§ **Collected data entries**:
**********

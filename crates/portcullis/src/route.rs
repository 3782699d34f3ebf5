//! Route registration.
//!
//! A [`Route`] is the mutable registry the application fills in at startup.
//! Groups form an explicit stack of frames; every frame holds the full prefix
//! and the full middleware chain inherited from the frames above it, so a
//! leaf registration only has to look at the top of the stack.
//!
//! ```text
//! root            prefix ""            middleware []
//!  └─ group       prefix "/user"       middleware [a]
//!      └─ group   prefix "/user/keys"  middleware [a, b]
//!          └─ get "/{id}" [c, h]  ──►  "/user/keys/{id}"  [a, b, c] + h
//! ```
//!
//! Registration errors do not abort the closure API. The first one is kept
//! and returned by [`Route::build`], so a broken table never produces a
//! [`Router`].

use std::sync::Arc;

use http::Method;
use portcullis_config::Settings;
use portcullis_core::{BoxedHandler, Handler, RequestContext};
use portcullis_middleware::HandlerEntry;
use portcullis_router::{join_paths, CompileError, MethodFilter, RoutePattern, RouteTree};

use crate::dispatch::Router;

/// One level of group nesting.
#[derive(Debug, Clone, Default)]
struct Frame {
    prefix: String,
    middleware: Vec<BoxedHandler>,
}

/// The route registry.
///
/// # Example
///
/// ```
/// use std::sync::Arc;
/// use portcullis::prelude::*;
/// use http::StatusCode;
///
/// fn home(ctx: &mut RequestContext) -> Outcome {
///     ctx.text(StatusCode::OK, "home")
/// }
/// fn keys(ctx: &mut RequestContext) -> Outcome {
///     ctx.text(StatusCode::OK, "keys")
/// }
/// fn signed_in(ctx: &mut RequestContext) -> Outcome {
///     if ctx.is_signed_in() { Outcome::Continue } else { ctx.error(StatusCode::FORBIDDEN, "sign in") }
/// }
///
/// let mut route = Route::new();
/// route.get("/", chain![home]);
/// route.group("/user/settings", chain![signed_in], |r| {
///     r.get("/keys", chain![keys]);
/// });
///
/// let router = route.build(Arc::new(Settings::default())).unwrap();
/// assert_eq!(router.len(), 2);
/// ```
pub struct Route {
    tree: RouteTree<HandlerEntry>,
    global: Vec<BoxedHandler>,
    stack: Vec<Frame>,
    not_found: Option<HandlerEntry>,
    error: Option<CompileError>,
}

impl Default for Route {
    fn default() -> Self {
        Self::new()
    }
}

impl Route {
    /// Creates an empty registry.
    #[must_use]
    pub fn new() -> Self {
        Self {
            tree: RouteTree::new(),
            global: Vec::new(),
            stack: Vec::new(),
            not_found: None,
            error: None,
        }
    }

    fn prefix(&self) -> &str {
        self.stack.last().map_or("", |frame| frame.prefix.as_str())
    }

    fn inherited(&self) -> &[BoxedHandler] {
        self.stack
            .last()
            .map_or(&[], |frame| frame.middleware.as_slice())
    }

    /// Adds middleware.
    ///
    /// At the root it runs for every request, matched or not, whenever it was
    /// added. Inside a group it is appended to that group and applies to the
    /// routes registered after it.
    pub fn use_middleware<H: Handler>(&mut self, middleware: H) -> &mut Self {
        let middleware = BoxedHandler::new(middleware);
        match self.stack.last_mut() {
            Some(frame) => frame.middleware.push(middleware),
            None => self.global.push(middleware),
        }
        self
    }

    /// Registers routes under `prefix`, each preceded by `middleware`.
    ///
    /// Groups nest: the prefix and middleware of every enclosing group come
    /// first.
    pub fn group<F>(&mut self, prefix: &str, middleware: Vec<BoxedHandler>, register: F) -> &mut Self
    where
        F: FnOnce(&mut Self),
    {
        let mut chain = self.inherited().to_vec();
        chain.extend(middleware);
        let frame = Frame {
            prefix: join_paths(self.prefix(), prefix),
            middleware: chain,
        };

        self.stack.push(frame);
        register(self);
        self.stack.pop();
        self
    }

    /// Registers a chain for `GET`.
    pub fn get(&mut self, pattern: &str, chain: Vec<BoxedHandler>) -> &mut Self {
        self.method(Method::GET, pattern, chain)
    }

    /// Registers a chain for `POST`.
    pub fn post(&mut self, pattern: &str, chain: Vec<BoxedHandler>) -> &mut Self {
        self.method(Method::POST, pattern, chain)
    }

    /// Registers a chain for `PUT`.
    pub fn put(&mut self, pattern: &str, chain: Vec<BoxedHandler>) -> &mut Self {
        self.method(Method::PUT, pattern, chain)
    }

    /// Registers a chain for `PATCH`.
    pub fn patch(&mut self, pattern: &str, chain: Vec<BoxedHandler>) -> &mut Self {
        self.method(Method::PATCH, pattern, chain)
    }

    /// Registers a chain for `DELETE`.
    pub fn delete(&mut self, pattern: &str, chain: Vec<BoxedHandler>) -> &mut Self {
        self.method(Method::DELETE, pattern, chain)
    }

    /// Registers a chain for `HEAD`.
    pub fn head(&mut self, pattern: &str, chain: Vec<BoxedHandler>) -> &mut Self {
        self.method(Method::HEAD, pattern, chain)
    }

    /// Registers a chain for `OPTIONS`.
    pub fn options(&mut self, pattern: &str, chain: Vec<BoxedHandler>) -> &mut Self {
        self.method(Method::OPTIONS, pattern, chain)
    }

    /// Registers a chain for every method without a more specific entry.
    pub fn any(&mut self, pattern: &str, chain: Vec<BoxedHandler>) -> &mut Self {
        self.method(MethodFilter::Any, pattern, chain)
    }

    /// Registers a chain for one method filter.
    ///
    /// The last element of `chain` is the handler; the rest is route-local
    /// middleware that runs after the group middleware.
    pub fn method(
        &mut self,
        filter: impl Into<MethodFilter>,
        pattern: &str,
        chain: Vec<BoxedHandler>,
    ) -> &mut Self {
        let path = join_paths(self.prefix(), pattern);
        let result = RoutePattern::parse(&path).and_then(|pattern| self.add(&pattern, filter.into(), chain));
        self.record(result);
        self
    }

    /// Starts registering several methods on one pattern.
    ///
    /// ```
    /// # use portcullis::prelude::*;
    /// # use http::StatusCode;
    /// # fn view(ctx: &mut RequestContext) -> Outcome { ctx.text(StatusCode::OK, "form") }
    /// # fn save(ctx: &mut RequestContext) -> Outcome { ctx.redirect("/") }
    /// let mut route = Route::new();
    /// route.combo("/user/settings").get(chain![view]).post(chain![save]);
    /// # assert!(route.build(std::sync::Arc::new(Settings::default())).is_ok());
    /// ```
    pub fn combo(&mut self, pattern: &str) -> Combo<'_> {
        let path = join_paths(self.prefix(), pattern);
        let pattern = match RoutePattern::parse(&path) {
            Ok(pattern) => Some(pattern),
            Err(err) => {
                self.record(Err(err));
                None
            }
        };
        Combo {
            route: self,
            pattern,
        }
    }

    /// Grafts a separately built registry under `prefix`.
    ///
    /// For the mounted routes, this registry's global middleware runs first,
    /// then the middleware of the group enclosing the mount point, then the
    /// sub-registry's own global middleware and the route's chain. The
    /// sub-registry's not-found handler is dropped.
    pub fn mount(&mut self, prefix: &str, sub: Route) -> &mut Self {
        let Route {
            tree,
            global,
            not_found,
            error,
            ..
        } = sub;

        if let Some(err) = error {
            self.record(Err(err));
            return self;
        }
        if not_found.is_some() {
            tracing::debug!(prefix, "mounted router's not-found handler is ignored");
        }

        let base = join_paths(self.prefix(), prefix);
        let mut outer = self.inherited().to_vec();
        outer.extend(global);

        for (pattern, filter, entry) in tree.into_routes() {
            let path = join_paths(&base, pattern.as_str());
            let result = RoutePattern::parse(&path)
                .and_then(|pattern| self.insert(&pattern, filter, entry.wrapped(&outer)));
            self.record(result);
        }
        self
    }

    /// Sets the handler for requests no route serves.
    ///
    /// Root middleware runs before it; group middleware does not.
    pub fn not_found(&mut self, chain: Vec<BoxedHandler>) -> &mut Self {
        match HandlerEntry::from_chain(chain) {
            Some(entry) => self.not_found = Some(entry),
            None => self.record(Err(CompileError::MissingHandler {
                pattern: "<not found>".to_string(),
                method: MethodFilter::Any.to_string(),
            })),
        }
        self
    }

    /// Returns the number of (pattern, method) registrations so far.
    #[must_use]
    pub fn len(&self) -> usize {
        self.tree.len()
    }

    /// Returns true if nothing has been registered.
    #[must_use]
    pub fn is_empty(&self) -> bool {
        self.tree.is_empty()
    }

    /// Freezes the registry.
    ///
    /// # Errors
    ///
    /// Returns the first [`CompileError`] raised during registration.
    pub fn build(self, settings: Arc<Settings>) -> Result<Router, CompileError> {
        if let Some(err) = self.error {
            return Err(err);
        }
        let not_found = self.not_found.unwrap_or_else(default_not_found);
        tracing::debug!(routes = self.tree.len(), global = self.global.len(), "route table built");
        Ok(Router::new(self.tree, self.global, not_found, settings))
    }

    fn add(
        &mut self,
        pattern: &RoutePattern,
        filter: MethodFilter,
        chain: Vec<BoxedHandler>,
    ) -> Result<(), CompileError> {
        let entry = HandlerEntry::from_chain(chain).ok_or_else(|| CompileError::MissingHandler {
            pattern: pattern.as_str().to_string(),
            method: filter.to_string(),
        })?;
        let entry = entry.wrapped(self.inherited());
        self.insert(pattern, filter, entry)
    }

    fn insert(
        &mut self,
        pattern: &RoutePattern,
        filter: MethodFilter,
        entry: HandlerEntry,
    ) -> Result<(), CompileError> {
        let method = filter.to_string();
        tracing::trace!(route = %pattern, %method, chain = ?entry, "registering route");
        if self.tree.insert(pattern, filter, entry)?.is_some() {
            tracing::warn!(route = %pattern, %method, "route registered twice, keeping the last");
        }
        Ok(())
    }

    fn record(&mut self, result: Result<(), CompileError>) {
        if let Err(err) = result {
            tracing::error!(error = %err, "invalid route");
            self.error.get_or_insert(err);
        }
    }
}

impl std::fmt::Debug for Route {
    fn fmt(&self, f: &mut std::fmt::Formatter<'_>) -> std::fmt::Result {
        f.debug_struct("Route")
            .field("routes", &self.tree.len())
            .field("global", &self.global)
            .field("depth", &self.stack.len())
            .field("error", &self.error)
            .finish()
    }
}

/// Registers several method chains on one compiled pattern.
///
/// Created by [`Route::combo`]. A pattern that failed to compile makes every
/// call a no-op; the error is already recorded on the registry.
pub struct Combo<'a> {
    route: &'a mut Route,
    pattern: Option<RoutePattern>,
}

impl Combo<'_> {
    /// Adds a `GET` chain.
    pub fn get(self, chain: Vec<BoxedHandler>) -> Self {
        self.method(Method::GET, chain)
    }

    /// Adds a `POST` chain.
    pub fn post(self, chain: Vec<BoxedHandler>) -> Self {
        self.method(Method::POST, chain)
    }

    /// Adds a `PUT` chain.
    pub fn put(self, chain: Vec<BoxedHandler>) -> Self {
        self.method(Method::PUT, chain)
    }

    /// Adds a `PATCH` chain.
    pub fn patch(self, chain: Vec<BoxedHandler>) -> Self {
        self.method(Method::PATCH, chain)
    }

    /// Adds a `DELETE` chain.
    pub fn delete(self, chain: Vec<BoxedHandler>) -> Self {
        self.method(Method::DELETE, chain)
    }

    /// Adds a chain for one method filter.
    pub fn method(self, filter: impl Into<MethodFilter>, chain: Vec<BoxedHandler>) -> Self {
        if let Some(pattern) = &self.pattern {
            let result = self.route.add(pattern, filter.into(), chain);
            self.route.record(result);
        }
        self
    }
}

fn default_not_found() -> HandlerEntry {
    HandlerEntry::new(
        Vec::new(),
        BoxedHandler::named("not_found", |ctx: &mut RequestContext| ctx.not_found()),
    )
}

**********

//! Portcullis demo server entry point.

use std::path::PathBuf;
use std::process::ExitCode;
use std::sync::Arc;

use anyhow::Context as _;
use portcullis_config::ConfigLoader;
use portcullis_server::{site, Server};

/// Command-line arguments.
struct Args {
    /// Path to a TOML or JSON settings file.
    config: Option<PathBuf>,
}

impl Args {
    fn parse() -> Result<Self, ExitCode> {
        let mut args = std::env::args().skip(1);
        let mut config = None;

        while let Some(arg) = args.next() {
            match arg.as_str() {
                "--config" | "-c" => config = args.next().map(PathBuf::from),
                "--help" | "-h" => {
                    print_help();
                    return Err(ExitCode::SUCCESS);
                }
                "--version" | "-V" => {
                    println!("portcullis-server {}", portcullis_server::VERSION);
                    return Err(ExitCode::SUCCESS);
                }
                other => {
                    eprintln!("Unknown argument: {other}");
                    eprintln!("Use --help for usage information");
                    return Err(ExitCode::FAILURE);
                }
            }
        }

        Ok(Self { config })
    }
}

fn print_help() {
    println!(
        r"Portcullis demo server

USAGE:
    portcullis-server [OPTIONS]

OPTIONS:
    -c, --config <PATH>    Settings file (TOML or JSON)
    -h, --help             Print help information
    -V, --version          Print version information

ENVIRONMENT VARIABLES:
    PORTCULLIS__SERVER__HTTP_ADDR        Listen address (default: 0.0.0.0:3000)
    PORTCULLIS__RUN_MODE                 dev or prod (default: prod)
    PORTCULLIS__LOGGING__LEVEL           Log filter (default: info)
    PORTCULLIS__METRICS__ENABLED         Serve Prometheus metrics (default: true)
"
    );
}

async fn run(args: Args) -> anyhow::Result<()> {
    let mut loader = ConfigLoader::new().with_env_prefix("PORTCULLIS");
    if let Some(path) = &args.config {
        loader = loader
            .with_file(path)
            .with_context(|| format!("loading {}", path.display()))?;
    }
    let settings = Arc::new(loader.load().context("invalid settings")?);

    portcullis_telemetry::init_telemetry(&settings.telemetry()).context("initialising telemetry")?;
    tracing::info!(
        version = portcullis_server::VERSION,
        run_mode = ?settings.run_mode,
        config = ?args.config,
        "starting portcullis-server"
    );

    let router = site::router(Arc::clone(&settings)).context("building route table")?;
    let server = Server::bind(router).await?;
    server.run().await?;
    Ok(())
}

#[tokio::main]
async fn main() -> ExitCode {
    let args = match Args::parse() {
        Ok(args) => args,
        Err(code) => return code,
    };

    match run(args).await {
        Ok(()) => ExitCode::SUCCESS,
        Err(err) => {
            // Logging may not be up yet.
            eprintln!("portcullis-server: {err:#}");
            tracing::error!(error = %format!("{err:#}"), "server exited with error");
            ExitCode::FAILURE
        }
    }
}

**********

Each line holding "parse" in the records should be copied out.

§ **Your solution**:
        let result = RoutePattern::parse(&path).and_then(|pattern| self.add(&pattern, filter.into(), chain));
        let pattern = match RoutePattern::parse(&path) {
            let result = RoutePattern::parse(&path)
    fn parse() -> Result<Self, ExitCode> {
    let args = match Args::parse() {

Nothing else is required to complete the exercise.